Databricks and Azure Data Lake Storage Gen 2: Securing Your Data Lake for Internal Users
When building a modern data platform in the Azure cloud, you are most likely going to take advantage of Azure Data Lake Storage Gen 2 as the storage medium for your data lake. Since the goal of the data lake is to centrally house all of an organization's data, it will likely contain personal identifiable information (PII), personal health information (PHI), or confidential information that not all data users in the organization should be granted access to. Databricks offers many types data user personas who might interact with the data lake:
- Data Engineers might build ETL to cleanse, transform, and aggregate data into 'higher' zones in the data lake.
- Data Analysts might perform ad-hoc queries to gain instant insights.
- Data Scientists might use raw or cleansed data to build machine learning models.
Given that these different user personas might have different security clearance for accessing data, we need a way to secure the Data Lake through Databricks in the most effective manner possible.
Before we dive into the tip, if you have not had exposure to Azure Databricks, I highly recommend reading this tip which covers the basics.
Note that the following might not touch on all levels of security requirements for the Data Lake and Databricks within Azure – just the connection between the two. Ensure to consult your organization's network security architect to make sure the data lake and Databricks is secured within the proper vnet, has access control set up, etc.
Also note that you will need Databricks Administrator permissions in order to implement any of these security techniques.
Accessing the Data Lake through Databricks
Before we consider setting up security within Databricks and the data lake, we need to determine an access method between the two.
The following information is from the Databricks docs:
There are three ways of accessing Azure Data Lake Storage Gen2:
- Mount an Azure Data Lake Storage Gen2 filesystem to DBFS using a service principal and OAuth 2.0.
- Use a service principal directly.
- Use the Azure Data Lake Storage Gen2 storage account access key directly.

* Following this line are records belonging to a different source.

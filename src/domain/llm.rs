use std::time::Duration;

use anyhow::{Context, Result};
use async_trait::async_trait;
use serde::{Deserialize, Serialize};

use crate::error::ModelUnavailable;

/// Single-turn text generation. Implementations must not retry.
#[async_trait]
pub trait ModelClient: Send + Sync {
    fn model_name(&self) -> &str;

    async fn generate(&self, prompt: &str) -> Result<String, ModelUnavailable>;
}

#[derive(Debug, Serialize)]
struct GenerateContentRequest<'a> {
    contents: Vec<RequestContent<'a>>,
}

#[derive(Debug, Serialize)]
struct RequestContent<'a> {
    role: &'static str,
    parts: Vec<RequestPart<'a>>,
}

#[derive(Debug, Serialize)]
struct RequestPart<'a> {
    text: &'a str,
}

#[derive(Debug, Deserialize)]
struct GenerateContentResponse {
    #[serde(default)]
    candidates: Vec<Candidate>,
    #[serde(default, rename = "promptFeedback")]
    prompt_feedback: Option<PromptFeedback>,
}

#[derive(Debug, Deserialize)]
struct Candidate {
    #[serde(default)]
    content: Option<CandidateContent>,
}

#[derive(Debug, Deserialize)]
struct CandidateContent {
    #[serde(default)]
    parts: Vec<CandidatePart>,
}

#[derive(Debug, Deserialize)]
struct CandidatePart {
    #[serde(default)]
    text: Option<String>,
}

#[derive(Debug, Deserialize)]
struct PromptFeedback {
    #[serde(default, rename = "blockReason")]
    block_reason: Option<String>,
}

/// Google Gemini `generateContent` client.
pub struct GeminiClient {
    http: reqwest::Client,
    api_base: String,
    api_key: String,
    model: String,
}

impl GeminiClient {
    pub fn new(api_base: &str, api_key: &str, model: &str, timeout: Duration) -> Result<Self> {
        let http = reqwest::Client::builder()
            .timeout(timeout)
            .build()
            .context("Failed to build Gemini HTTP client")?;
        Ok(Self {
            http,
            api_base: api_base.trim_end_matches('/').to_string(),
            api_key: api_key.trim().to_string(),
            model: model.to_string(),
        })
    }

    fn endpoint(&self) -> String {
        format!(
            "{}/v1beta/models/{}:generateContent",
            self.api_base, self.model
        )
    }

    async fn request_text(&self, prompt: &str) -> Result<String> {
        let request = GenerateContentRequest {
            contents: vec![RequestContent {
                role: "user",
                parts: vec![RequestPart { text: prompt }],
            }],
        };

        let response = self
            .http
            .post(self.endpoint())
            .header("x-goog-api-key", &self.api_key)
            .json(&request)
            .send()
            .await
            .context("Failed to send request to Gemini")?;

        if !response.status().is_success() {
            let status = response.status();
            let body = response.text().await.unwrap_or_default();
            anyhow::bail!("Gemini API error ({}): {}", status, body);
        }

        let api_response: GenerateContentResponse = response
            .json()
            .await
            .context("Failed to parse Gemini response")?;

        let Some(candidate) = api_response.candidates.into_iter().next() else {
            let reason = api_response
                .prompt_feedback
                .and_then(|f| f.block_reason)
                .unwrap_or_else(|| "no candidates".to_string());
            anyhow::bail!("Gemini returned no content: {}", reason);
        };

        let text: String = candidate
            .content
            .map(|c| c.parts)
            .unwrap_or_default()
            .into_iter()
            .filter_map(|p| p.text)
            .collect();

        if text.trim().is_empty() {
            anyhow::bail!("Gemini returned an empty candidate");
        }

        Ok(text)
    }
}

#[async_trait]
impl ModelClient for GeminiClient {
    fn model_name(&self) -> &str {
        &self.model
    }

    async fn generate(&self, prompt: &str) -> Result<String, ModelUnavailable> {
        tracing::debug!(model = %self.model, prompt_chars = prompt.chars().count(), "sending prompt to Gemini");
        let text = self
            .request_text(prompt)
            .await
            .map_err(|e| ModelUnavailable::new(format!("{e:#}")))?;
        tracing::debug!(model = %self.model, reply_chars = text.chars().count(), "received Gemini reply");
        Ok(text)
    }
}

#[cfg(test)]
mod tests {
    use super::*;
    use httpmock::prelude::*;
    use serde_json::json;

    fn client(server: &MockServer) -> GeminiClient {
        GeminiClient::new(
            &server.base_url(),
            "test-key",
            "gemini-test",
            Duration::from_secs(5),
        )
        .expect("client")
    }

    #[tokio::test]
    async fn joins_text_parts_of_first_candidate() {
        let server = MockServer::start_async().await;
        let mock = server.mock(|when, then| {
            when.method(POST)
                .path("/v1beta/models/gemini-test:generateContent")
                .header("x-goog-api-key", "test-key")
                .body_includes("Evaluate this");
            then.status(200).json_body(json!({
                "candidates": [
                    { "content": { "parts": [{ "text": "{\"score\":" }, { "text": " 80}" }] } },
                    { "content": { "parts": [{ "text": "ignored" }] } }
                ]
            }));
        });

        let text = client(&server).generate("Evaluate this").await.expect("reply");
        assert_eq!(text, "{\"score\": 80}");
        mock.assert();
    }

    #[tokio::test]
    async fn http_errors_are_model_unavailable() {
        let server = MockServer::start_async().await;
        server.mock(|when, then| {
            when.method(POST);
            then.status(429).body("quota exceeded");
        });

        let error = client(&server).generate("hi").await.expect_err("quota");
        assert!(error.reason.contains("429"), "{}", error.reason);
        assert!(error.reason.contains("quota exceeded"), "{}", error.reason);
    }

    #[tokio::test]
    async fn blocked_prompt_is_model_unavailable() {
        let server = MockServer::start_async().await;
        server.mock(|when, then| {
            when.method(POST);
            then.status(200)
                .json_body(json!({ "promptFeedback": { "blockReason": "SAFETY" } }));
        });

        let error = client(&server).generate("hi").await.expect_err("blocked");
        assert!(error.reason.contains("SAFETY"), "{}", error.reason);
    }

    #[tokio::test]
    async fn unreachable_backend_is_model_unavailable() {
        let gemini = GeminiClient::new(
            "http://127.0.0.1:9",
            "k",
            "gemini-test",
            Duration::from_millis(500),
        )
        .expect("client");
        assert!(gemini.generate("hi").await.is_err());
    }
}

Mount an Azure Data Lake Storage Gen2 filesystem to DBFS using a service principal and OAuth 2.0:
- Mounting the data lake storage to DBFS is a one-time operation. From
that point forward, the mount point can be accessed as if the file was in DBFS.
- DBFS is Databricks File System, which is blob storage that comes preconfigured with your Databricks workspace and can be accessed by a pre-defined mount point.
- All users in the Databricks workspace that the storage is mounted to will have access to that mount point, and thus the data lake. If you have granular security requirements in the data lake, this is likely not the option for you.
Use a service principal directly:
- Allows you to directly access the data lake without mounting. This is set in the spark session at the notebook level. This also grants entire access to the data lake.
Use the Azure Data Lake Storage Gen2 storage account access key directly:
- This option is the most straightforward and requires you to run a command that sets the data lake context at the start of every notebook session.
- You will see in the documentation that Databricks Secrets are used when setting all of these configurations. This is a best practice. Please read this tip to learn more about Databricks Secrets.
Generally speaking, we will want to mount the Data Lake (option 1) only on dedicated ETL workspaces where there are no granular user level security requirements, or if it is ok for all Databricks users to access all data in the data lake. This is because the user takes on the role of the service principal that we used to mount the data lake when accessing that mount point. For workspaces with granular security requirements, the typical approach is to use the storage access key (option 3) directly using Databricks Secrets.
Determine the number of Databricks Workspaces required
The next decision to make is to determine the number of workspaces you want to set up. A Databricks Workspace is "an environment for accessing all of your Databricks assets. The workspace organizes objects (notebooks, libraries, and experiments) into folders, and provides access to data and computational resources such as clusters and jobs." In other words, it is the application you can access through the Azure Portal in order to use Databricks.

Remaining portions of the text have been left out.